**Problem statement**: Return, in their exact form, the lines that lie between the start of the data below and the line containing "of the buffer.", with both ends included.

+-------+

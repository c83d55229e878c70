//! Shader Binding Table (SBT) management for hardware ray tracing.
//!
//! The SBT is a host-visible buffer holding shader group handles in three
//! regions, each starting on the device's base alignment:
//! - Ray generation: exactly one handle
//! - Miss shaders
//! - Hit groups (closest-hit only)
//!
//! The callable region is always empty.

use crate::context::RayTracingContext;
use ash::vk;
use gpu_allocator::MemoryLocation;
use lumen_core::math::align_up;
use lumen_gpu::{
    BufferDesc, DeletionQueue, GpuBuffer, GpuContext, GpuError, RayTracingCapabilities, Result,
    SharedAllocator,
};

/// One region of the table, relative to the start of the buffer.
#[derive(Clone, Copy, Debug, Default, PartialEq, Eq)]
pub struct SbtRegion {
    pub offset: u64,
    pub stride: u64,
    pub size: u64,
}

impl SbtRegion {
    fn to_vk(self, base_address: vk::DeviceAddress) -> vk::StridedDeviceAddressRegionKHR {
        vk::StridedDeviceAddressRegionKHR {
            device_address: base_address + self.offset,
            stride: self.stride,
            size: self.size,
        }
    }
}

/// Byte layout of a table, computed from device limits alone.
#[derive(Clone, Copy, Debug, PartialEq, Eq)]
pub struct SbtLayout {
    pub handle_size: u32,
    pub raygen: SbtRegion,
    pub miss: SbtRegion,
    pub hit: SbtRegion,
    pub miss_count: u32,
    pub hit_count: u32,
}

impl SbtLayout {
    pub fn new(properties: &RayTracingCapabilities, miss_count: u32, hit_count: u32) -> Result<Self> {
        let handle_size = properties.shader_group_handle_size;
        let handle_alignment = properties.shader_group_handle_alignment;
        let base_alignment = properties.shader_group_base_alignment;

        if handle_size == 0 {
            return Err(GpuError::invalid_spec("SBT layout", "non-zero handle size", "0"));
        }
        if miss_count == 0 || hit_count == 0 {
            return Err(GpuError::invalid_spec(
                "SBT layout",
                "at least one miss shader and one hit group",
                format!("{miss_count} miss, {hit_count} hit"),
            ));
        }
        for (what, alignment) in [("handle", handle_alignment), ("base", base_alignment)] {
            if !alignment.is_power_of_two() {
                return Err(GpuError::invalid_spec(
                    "SBT layout",
                    format!("power-of-two {what} alignment"),
                    alignment.to_string(),
                ));
            }
        }

        let handle_stride = align_up(u64::from(handle_size), u64::from(handle_alignment));
        let base_alignment = u64::from(base_alignment);

        // Raygen size must equal its stride.
        let raygen_stride = align_up(handle_stride, base_alignment);
        let raygen = SbtRegion {
            offset: 0,
            stride: raygen_stride,
            size: raygen_stride,
        };
        let miss = SbtRegion {
            offset: raygen.size,
            stride: handle_stride,
            size: align_up(u64::from(miss_count) * handle_stride, base_alignment),
        };
        let hit = SbtRegion {
            offset: miss.offset + miss.size,
            stride: handle_stride,
            size: align_up(u64::from(hit_count) * handle_stride, base_alignment),
        };

        Ok(Self {
            handle_size,
            raygen,
            miss,
            hit,
            miss_count,
            hit_count,
        })
    }

    pub fn total_size(&self) -> u64 {
        self.raygen.size + self.miss.size + self.hit.size
    }

    /// Raygen, then every miss shader, then every hit group.
    pub fn group_count(&self) -> u32 {
        1 + self.miss_count + self.hit_count
    }

    /// Bytes returned by `vkGetRayTracingShaderGroupHandlesKHR` for all groups.
    pub fn handle_data_size(&self) -> usize {
        self.group_count() as usize * self.handle_size as usize
    }

    /// Destination offset of every handle, in group order.
    pub fn handle_offsets(&self) -> Vec<u64> {
        let mut offsets = Vec::with_capacity(self.group_count() as usize);
        offsets.push(self.raygen.offset);
        offsets.extend((0..u64::from(self.miss_count)).map(|i| self.miss.offset + i * self.miss.stride));
        offsets.extend((0..u64::from(self.hit_count)).map(|i| self.hit.offset + i * self.hit.stride));
        offsets
    }

    /// Scatter tightly packed handles into `dst` at their region offsets.
    pub fn write_handles(&self, handles: &[u8], dst: &mut [u8]) -> Result<()> {
        if handles.len() < self.handle_data_size() {
            return Err(GpuError::invalid_spec(
                "SBT handle data",
                format!("{} bytes", self.handle_data_size()),
                handles.len().to_string(),
            ));
        }
        if (dst.len() as u64) < self.total_size() {
            return Err(GpuError::invalid_spec(
                "SBT buffer",
                format!("{} bytes", self.total_size()),
                dst.len().to_string(),
            ));
        }

        let handle_size = self.handle_size as usize;
        for (handle, offset) in handles.chunks_exact(handle_size).zip(self.handle_offsets()) {
            let offset = offset as usize;
            dst[offset..offset + handle_size].copy_from_slice(handle);
        }
        Ok(())
    }
}

/// Shader Binding Table for a ray tracing pipeline.
pub struct ShaderBindingTable {
    pub buffer: GpuBuffer,
    pub layout: SbtLayout,
    pub raygen_region: vk::StridedDeviceAddressRegionKHR,
    pub miss_region: vk::StridedDeviceAddressRegionKHR,
    pub hit_region: vk::StridedDeviceAddressRegionKHR,
    /// Empty but required by `vkCmdTraceRaysKHR`.
    pub callable_region: vk::StridedDeviceAddressRegionKHR,
}

impl ShaderBindingTable {
    /// Fetch the pipeline's group handles and write them into a new table.
    pub fn new(
        gpu: &GpuContext,
        rt: &RayTracingContext,
        pipeline: vk::Pipeline,
        miss_count: u32,
        hit_count: u32,
    ) -> Result<Self> {
        let layout = SbtLayout::new(&rt.capabilities, miss_count, hit_count)?;

        let handles = unsafe {
            rt.rt_loader.get_ray_tracing_shader_group_handles(
                pipeline,
                0,
                layout.group_count(),
                layout.handle_data_size(),
            )?
        };

        let mut contents = vec![0u8; layout.total_size() as usize];
        layout.write_handles(&handles, &mut contents)?;

        let buffer = gpu.create_buffer(&BufferDesc::new(
            "shader_binding_table",
            layout.total_size(),
            vk::BufferUsageFlags::SHADER_BINDING_TABLE_KHR
                | vk::BufferUsageFlags::SHADER_DEVICE_ADDRESS,
            MemoryLocation::CpuToGpu,
        ))?;
        if let Err(e) = buffer.write_bytes(0, &contents) {
            gpu.allocator().lock().destroy_buffer(buffer)?;
            return Err(e);
        }

        let base_address = buffer.device_address(gpu.device());
        tracing::debug!(
            total_size = layout.total_size(),
            miss_count,
            hit_count,
            "created shader binding table"
        );

        Ok(Self {
            raygen_region: layout.raygen.to_vk(base_address),
            miss_region: layout.miss.to_vk(base_address),
            hit_region: layout.hit.to_vk(base_address),
            callable_region: vk::StridedDeviceAddressRegionKHR::default(),
            buffer,
            layout,
        })
    }

    /// Record a trace over a `width` x `height` grid of rays.
    ///
    /// # Safety
    /// The command buffer must be recording with the matching pipeline bound.
    pub unsafe fn cmd_trace_rays(
        &self,
        rt: &RayTracingContext,
        cmd: vk::CommandBuffer,
        width: u32,
        height: u32,
    ) {
        rt.rt_loader.cmd_trace_rays(
            cmd,
            &self.raygen_region,
            &self.miss_region,
            &self.hit_region,
            &self.callable_region,
            width,
            height,
            1,
        );
    }

    pub fn retire(self, deletion: &mut DeletionQueue, allocator: &SharedAllocator) {
        deletion.retire_buffer(allocator, self.buffer);
    }
}

#[cfg(test)]
mod tests {
    use super::*;

    fn properties(handle_size: u32, handle_alignment: u32, base_alignment: u32) -> RayTracingCapabilities {
        RayTracingCapabilities {
            supported: true,
            shader_group_handle_size: handle_size,
            shader_group_handle_alignment: handle_alignment,
            shader_group_base_alignment: base_alignment,
            max_ray_recursion_depth: 1,
        }
    }

    #[test]
    fn common_nvidia_layout() {
        let layout = SbtLayout::new(&properties(32, 32, 64), 1, 1).unwrap();

        assert_eq!(layout.raygen, SbtRegion { offset: 0, stride: 64, size: 64 });
        assert_eq!(layout.miss, SbtRegion { offset: 64, stride: 32, size: 64 });
        assert_eq!(layout.hit, SbtRegion { offset: 128, stride: 32, size: 64 });
        assert_eq!(layout.total_size(), 192);
        assert_eq!(layout.handle_offsets(), vec![0, 64, 128]);
    }

    #[test]
    fn handles_land_at_region_offsets() {
        let layout = SbtLayout::new(&properties(32, 32, 64), 1, 1).unwrap();
        let handles: Vec<u8> = (0..3u8).flat_map(|g| [g + 1; 32]).collect();
        let mut dst = vec![0u8; layout.total_size() as usize];

        layout.write_handles(&handles, &mut dst).unwrap();

        assert!(dst[0..32].iter().all(|&b| b == 1));
        assert!(dst[32..64].iter().all(|&b| b == 0));
        assert!(dst[64..96].iter().all(|&b| b == 2));
        assert!(dst[128..160].iter().all(|&b| b == 3));
    }

    #[test]
    fn multiple_miss_shaders_share_a_region() {
        let layout = SbtLayout::new(&properties(32, 32, 64), 3, 2).unwrap();

        assert_eq!(layout.miss.size, 128);
        assert_eq!(layout.hit.offset, 192);
        assert_eq!(layout.hit.size, 64);
        assert_eq!(layout.group_count(), 6);
        assert_eq!(layout.handle_offsets(), vec![0, 64, 96, 128, 192, 224]);
    }

    #[test]
    fn handle_alignment_pads_stride() {
        let layout = SbtLayout::new(&properties(16, 32, 64), 1, 1).unwrap();
        assert_eq!(layout.miss.stride, 32);
        assert_eq!(layout.handle_data_size(), 48);
    }

    #[test]
    fn rejects_invalid_inputs() {
        assert!(SbtLayout::new(&properties(0, 32, 64), 1, 1).is_err());
        assert!(SbtLayout::new(&properties(32, 32, 64), 0, 1).is_err());
        assert!(SbtLayout::new(&properties(32, 32, 64), 1, 0).is_err());
        assert!(SbtLayout::new(&properties(32, 24, 64), 1, 1).is_err());

        let layout = SbtLayout::new(&properties(32, 32, 64), 1, 1).unwrap();
        let mut dst = vec![0u8; 192];
        assert!(layout.write_handles(&[0u8; 64], &mut dst).is_err());
        assert!(layout.write_handles(&[0u8; 96], &mut [0u8; 100]).is_err());
    }
}
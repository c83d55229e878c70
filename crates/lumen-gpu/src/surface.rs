//! Surface management for windowed rendering.

use crate::context::GpuContext;
use crate::error::{GpuError, Result};
use crate::swapchain::{calculate_extent, select_present_mode, select_surface_format, Swapchain};
use ash::vk;
use raw_window_handle::{HasDisplayHandle, HasWindowHandle};

/// Vulkan surface plus the loaders needed to build swapchains for it.
pub struct SurfaceContext {
    pub surface: vk::SurfaceKHR,
    pub surface_loader: ash::khr::surface::Instance,
    pub swapchain_loader: ash::khr::swapchain::Device,
}

impl SurfaceContext {
    /// Create a surface for a window.
    ///
    /// # Safety
    /// The window must outlive the surface.
    pub unsafe fn from_window<W>(gpu: &GpuContext, window: &W) -> Result<Self>
    where
        W: HasDisplayHandle + HasWindowHandle,
    {
        let display = window
            .display_handle()
            .map_err(|e| GpuError::SurfaceCreation(format!("Failed to get display handle: {e}")))?;
        let window_handle = window
            .window_handle()
            .map_err(|e| GpuError::SurfaceCreation(format!("Failed to get window handle: {e}")))?;

        let surface = ash_window::create_surface(
            gpu.entry(),
            gpu.instance(),
            display.as_raw(),
            window_handle.as_raw(),
            None,
        )
        .map_err(|e| GpuError::SurfaceCreation(e.to_string()))?;

        let surface_loader = ash::khr::surface::Instance::new(gpu.entry(), gpu.instance());
        let swapchain_loader = ash::khr::swapchain::Device::new(gpu.instance(), gpu.device());

        let supported = surface_loader.get_physical_device_surface_support(
            gpu.physical_device(),
            gpu.graphics_queue_family(),
            surface,
        )?;
        if !supported {
            surface_loader.destroy_surface(surface, None);
            return Err(GpuError::SurfaceCreation(
                "graphics queue cannot present to this surface".to_string(),
            ));
        }

        Ok(Self {
            surface,
            surface_loader,
            swapchain_loader,
        })
    }

    /// Create a swapchain, optionally replacing `old_swapchain`.
    ///
    /// # Safety
    /// The old swapchain, if any, must not be in use.
    pub unsafe fn create_swapchain(
        &self,
        gpu: &GpuContext,
        width: u32,
        height: u32,
        vsync: bool,
        old_swapchain: vk::SwapchainKHR,
    ) -> Result<Swapchain> {
        let pd = gpu.physical_device();
        let capabilities = self
            .surface_loader
            .get_physical_device_surface_capabilities(pd, self.surface)?;
        let formats = self
            .surface_loader
            .get_physical_device_surface_formats(pd, self.surface)?;
        let present_modes = self
            .surface_loader
            .get_physical_device_surface_present_modes(pd, self.surface)?;

        Swapchain::new(
            gpu.device(),
            &self.swapchain_loader,
            self.surface,
            &capabilities,
            select_surface_format(&formats)?,
            select_present_mode(&present_modes, vsync),
            calculate_extent(&capabilities, width, height),
            old_swapchain,
        )
    }

    /// Build a new swapchain that replaces `old` and destroy the old one.
    ///
    /// # Safety
    /// The device must be idle.
    pub unsafe fn recreate_swapchain(
        &self,
        gpu: &GpuContext,
        old: &Swapchain,
        width: u32,
        height: u32,
        vsync: bool,
    ) -> Result<Swapchain> {
        let new = self.create_swapchain(gpu, width, height, vsync, old.swapchain);
        old.destroy(gpu.device(), &self.swapchain_loader);
        new
    }

    /// Destroy the surface.
    ///
    /// # Safety
    /// All swapchains created for the surface must be destroyed.
    pub unsafe fn destroy(&self) {
        self.surface_loader.destroy_surface(self.surface, None);
    }
}
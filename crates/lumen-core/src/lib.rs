//! Core types, math, and traits for the Lumen engine.
//!
//! This crate provides the foundational types used throughout the engine:
//! - Vertex and mesh data consumed by the GPU layer
//! - Material records shared with shaders
//! - Matrix conversions for ray tracing instance data
//! - Common error types

pub mod error;
pub mod material;
pub mod math;
pub mod mesh;

pub use error::{Error, Result};
pub use material::{MaterialDescriptor, TextureId};
pub use mesh::{MeshData, SubMesh, Vertex};

/// Engine-wide constants
pub mod constants {
    /// Default number of frames the CPU may record ahead of the GPU.
    pub const DEFAULT_FRAMES_IN_FLIGHT: usize = 2;
    /// Texture id reserved for "no texture". Shaders fall back to the material factor.
    pub const NULL_TEXTURE_ID: u32 = 0;
    /// Descriptor budget for the bindless texture array.
    pub const MAX_BINDLESS_TEXTURES: u32 = 4096;
}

+-------+

**Solution below**:
repository c83d55229e878c70
//! Shader Binding Table (SBT) management for hardware ray tracing.
//!
//! The SBT is a host-visible buffer holding shader group handles in three
//! regions, each starting on the device's base alignment:
//! - Ray generation: exactly one handle
//! - Miss shaders
//! - Hit groups (closest-hit only)
//!
//! The callable region is always empty.

use crate::context::RayTracingContext;
use ash::vk;
use gpu_allocator::MemoryLocation;
use lumen_core::math::align_up;
use lumen_gpu::{
    BufferDesc, DeletionQueue, GpuBuffer, GpuContext, GpuError, RayTracingCapabilities, Result,
    SharedAllocator,
};

/// One region of the table, relative to the start of the buffer.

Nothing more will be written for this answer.